In the early 1940s, Lee Morais was just a boy, but he was an artist nonetheless. He was so engrossed by drawing at the time that his business-focused family worried about his preoccupation with crayons and took him to a psychologist.
Luckily, the psychologist understood and prescribed nothing more than for Morais’ parents to set him in front of the house and have him watch the clouds for an hour a day with the mission to see how many images he could find.
“It was saying, ‘encourage his imagination,’ ” Morais said, his legs crossed as he sat in a metal folding chair surrounded by the white-walled room of The Foundation Gallery on Royal Street. “Somehow that became a permission slip for me to become an artist.”
Fast-forward 70 years and Morais remains an artist. His exhibition, “The Gilded Edge,” is the first exhibit of Morais’ work since 1968.
“I’m a teacher,” Morais said. “I’m an artist, but I’m a teacher. And I love talking about art.” And after teaching art at Michigan State, the University of New Mexico, Towson State University and the University of Maryland where he taught for 25 years, he has become a talented and experienced arts educator.
Morais left New Orleans in 1958 and didn’t move back for almost 30 years. When he returned, he was unemployed for the longest stretch of his professional career. It was a tough period for Morais, but in Audubon Park he met someone who helped him find The Arts Council New Orleans. With ACNO’s help, Morais started the Central Arts Program, where he planted the seed of his current project — collages — during his lunch breaks.
But the works presently on the walls of The Foundation Gallery exist as much more than just collages.
Morais uses a small card to make a collage from materials he has lying around, then he blows up the created image at a printer in Lafayette and uses pastels to paint on the large image.
That’s still only the early stage of the completed piece. As the name of the exhibition suggests, the glimmering and golden edged frames of the images are just as important.
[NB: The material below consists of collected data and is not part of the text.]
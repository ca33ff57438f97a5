use axum::{Json, http::StatusCode, response::IntoResponse};
use engine::EngineError;

use serde::Serialize;
pub use server::{AuthUser, ServerState, router, run, run_with_listener, spawn_with_listener};

mod auth;
mod cash;
mod deposits;
mod ledger;
mod me;
mod members;
mod server;
mod session;
mod statistics;
mod waste_types;

pub enum ServerError {
    Engine(EngineError),
    Unauthorized,
    /// 403 with the message as-is, without the engine error's Display prefix.
    Forbidden(String),
    Generic(String),
}

#[derive(Serialize)]
struct Error {
    error: String,
}

fn status_for_engine_error(err: &EngineError) -> StatusCode {
    match err {
        EngineError::Forbidden(_) => StatusCode::FORBIDDEN,
        EngineError::KeyNotFound(_) => StatusCode::NOT_FOUND,
        EngineError::ExistingKey(_) | EngineError::DuplicateNumber(_) => StatusCode::CONFLICT,
        EngineError::Database(_) => StatusCode::INTERNAL_SERVER_ERROR,
        EngineError::InsufficientBalance(_)
        | EngineError::InactiveMember(_)
        | EngineError::InvalidCategoryDirection(_)
        | EngineError::InvalidAmount(_)
        | EngineError::InvalidId(_) => StatusCode::UNPROCESSABLE_ENTITY,
    }
}

fn message_for_engine_error(err: EngineError) -> String {
    match err {
        EngineError::Database(db_err) => {
            tracing::error!("database error: {db_err}");
            "internal server error".to_string()
        }
        other => other.to_string(),
    }
}

impl IntoResponse for ServerError {
    fn into_response(self) -> axum::response::Response {
        let (status, error) = match self {
            ServerError::Engine(err) => {
                (status_for_engine_error(&err), message_for_engine_error(err))
            }
            ServerError::Unauthorized => (StatusCode::UNAUTHORIZED, "unauthorized".to_string()),
            ServerError::Forbidden(err) => (StatusCode::FORBIDDEN, err),
            ServerError::Generic(err) => (StatusCode::BAD_REQUEST, err),
        };

        (status, Json(Error { error })).into_response()
    }
}

impl From<EngineError> for ServerError {
    fn from(value: EngineError) -> Self {
        Self::Engine(value)
    }
}

impl From<sea_orm::DbErr> for ServerError {
    fn from(value: sea_orm::DbErr) -> Self {
        Self::Engine(EngineError::Database(value))
    }
}

#[cfg(test)]
mod tests {
    use super::*;

    #[test]
    fn engine_forbidden_maps_to_403() {
        let res =
            ServerError::from(EngineError::Forbidden("forbidden".to_string())).into_response();
        assert_eq!(res.status(), StatusCode::FORBIDDEN);
    }

    #[test]
    fn engine_not_found_maps_to_404() {
        let res = ServerError::from(EngineError::KeyNotFound("x".to_string())).into_response();
        assert_eq!(res.status(), StatusCode::NOT_FOUND);
    }

    #[test]
    fn engine_conflicts_map_to_409() {
        let res = ServerError::from(EngineError::ExistingKey("x".to_string())).into_response();
        assert_eq!(res.status(), StatusCode::CONFLICT);

        let res =
            ServerError::from(EngineError::DuplicateNumber("TRX/1".to_string())).into_response();
        assert_eq!(res.status(), StatusCode::CONFLICT);
    }

    #[test]
    fn engine_validation_maps_to_422() {
        let res = ServerError::from(EngineError::InvalidAmount("x".to_string())).into_response();
        assert_eq!(res.status(), StatusCode::UNPROCESSABLE_ENTITY);

        let res =
            ServerError::from(EngineError::InsufficientBalance("x".to_string())).into_response();
        assert_eq!(res.status(), StatusCode::UNPROCESSABLE_ENTITY);
    }

    #[test]
    fn forbidden_maps_to_403() {
        let res = ServerError::Forbidden("account inactive".to_string()).into_response();
        assert_eq!(res.status(), StatusCode::FORBIDDEN);
    }

    #[test]
    fn unauthorized_maps_to_401() {
        let res = ServerError::Unauthorized.into_response();
        assert_eq!(res.status(), StatusCode::UNAUTHORIZED);
    }

    #[test]
    fn generic_maps_to_400() {
        let res = ServerError::Generic("bad".to_string()).into_response();
        assert_eq!(res.status(), StatusCode::BAD_REQUEST);
    }
}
Morais makes those too, using scrapped frames from frame shops and distributors. The intricate, elegant and royal designs combine with familiar paintings of Napoleon, art brushes and other famous images, creating a surrealist juxtaposition that entrance you. Though the art rouses any passerby, the cost of their creation inspires those even slightly artistically inclined.
“Here’s why I like the collages and why I like the frames,” Morais said, leaning in close with his legs still crossed, “they’re free. I like the idea of making something out of nothing. Art supplies are so expensive. I buy a tube of paint now — cerulean blue — and it’s like I’m investing in the stock market.”
The show opened on Sept. 6 and was warmly received by the arts community.
“People were blown away by seeing it in this space,” gallery manager Alice McGillicuddy said from behind the showroom desk, waving her arm around the room. “The lights, seeing it against the white walls, the collection as a whole was definitely more powerful than what people had seen here previously.”
But this exhibition has a greater purpose. For every show, The Foundation Gallery partners with a local charity and the artist is allowed to take their pick. Morais chose to support Habitat for Humanity.
Through it all Morais remains humble, considering himself fortunate to even have his art shown and appreciated by a large audience. He can’t fathom letting his supporters down now.
“How lucky am I? At this point in my life for somebody to say, ‘do a dance.’ These people asked me to dance. This is the best I can do. This is the best work I can do. I’ve got to feel really good about ‘my dance.’ ”
The Gilded Edge: Work by Lee Morais
WHEN: Exhibit continues through Oct. 26
WHERE: The Foundation Gallery, 1109 Royal St.